The Shapouris were requesting that the district replace the field with natural grass but if that was not possible, they would request the district replace the rubber crumb with cork or coconut husk, have children wash their hands after use of the field, and possibly add a smaller natural grass play field to accommodate children who don’t enjoy playing on the artificial turf.
“We need to do what we claim that we’re teaching our children to do, which is learn from your mistakes, move on and use facts. And the facts are there,” Amanda Shapouri said. “There’s no explanation on why we should just ignore all these facts and impose something on our children.”
Wade said there is naturally-occurring lead in soil and in the air and lead in turf fields is not a new issue; the question is whether it is at a level that is harmful.

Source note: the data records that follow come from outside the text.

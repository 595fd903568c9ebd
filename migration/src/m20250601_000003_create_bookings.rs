use sea_orm_migration::{prelude::*, schema::*};

use super::m20250601_000001_create_users::User;
use super::m20250601_000002_create_vehicles::Vehicle;

#[derive(DeriveMigrationName)]
pub struct Migration;

#[async_trait::async_trait]
impl MigrationTrait for Migration {
    async fn up(&self, manager: &SchemaManager) -> Result<(), DbErr> {
        manager
            .create_table(
                Table::create()
                    .table(Booking::Table)
                    .if_not_exists()
                    .col(uuid(Booking::Id).primary_key())
                    .col(uuid(Booking::UserId).not_null())
                    .col(uuid(Booking::VehicleId).not_null())
                    .col(timestamp_with_time_zone(Booking::StartDate).not_null())
                    .col(timestamp_with_time_zone(Booking::EndDate).not_null())
                    .col(string_len(Booking::Status, 20).not_null())
                    .col(double_null(Booking::TotalPrice))
                    .col(timestamp_with_time_zone(Booking::CreatedAt).not_null())
                    .foreign_key(
                        ForeignKey::create()
                            .name("fk_booking_user")
                            .from(Booking::Table, Booking::UserId)
                            .to(User::Table, User::Id)
                            .on_delete(ForeignKeyAction::Cascade),
                    )
                    .foreign_key(
                        ForeignKey::create()
                            .name("fk_booking_vehicle")
                            .from(Booking::Table, Booking::VehicleId)
                            .to(Vehicle::Table, Vehicle::Id)
                            .on_delete(ForeignKeyAction::Cascade),
                    )
                    .to_owned(),
            )
            .await
    }

    async fn down(&self, manager: &SchemaManager) -> Result<(), DbErr> {
        manager
            .drop_table(Table::drop().table(Booking::Table).to_owned())
            .await
    }
}

#[derive(DeriveIden)]
pub enum Booking {
    Table,
    Id,
    UserId,
    VehicleId,
    StartDate,
    EndDate,
    Status,
    TotalPrice,
    CreatedAt,
}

“There are what you would call toxic chemicals everywhere you look. You’d be surprised at what’s floating around in the air, what’s in the soil, what’s on surfaces, there’s all kinds of things that are harmful to you everywhere,” Wade said.
Wade pointed out that “The dose makes the poison” — even too much water or oxygen can kill you — so just having a toxic chemical in the substrate does not mean that people are being exposed to that chemical.
Based on the sampling, the yellow pigmented fibers of the turf (from the field markings) contained the only transferable lead content—a very small, trace amount, according to Wade.
Wade said in their review of samples, they use the most restrictive standard that they can—the U.S. Department of Housing and Urban Development (HUD)’s standards for lead in residential settings.
The results of the wipe sampling of the playing field found results of transferable lead below the laboratory reporting level — at 8.5 micrograms per square foot in the yellow section, they were five times less than the HUD standard of 40 micrograms per square foot, Wade said.
The results led Wade to recommend that no action is required at this time. He suggested as the five-year-old field gets older, it might be a good idea for the district to watch the field and consider re-sampling when it gets visually distressed.
RSF School District Superintendent Lindy Delaney and Vice President Todd Frank liked the idea of encouraging students to take precautions such as hand-washing and Frank suggested it become something that is included in the family packet issued to school families every year.
The Shapouris were not happy with the board’s response and said they felt as though they were being shut down.
“I can’t understand why we’re even talking about what is the level of toxicity and what is the level of exposure to our children. That is outrageous to me,” Ali Shapouri said. “I can assure you we’re not satisfied with this report. There’s exposure to our kids and (the district) is responsible to deal with it.”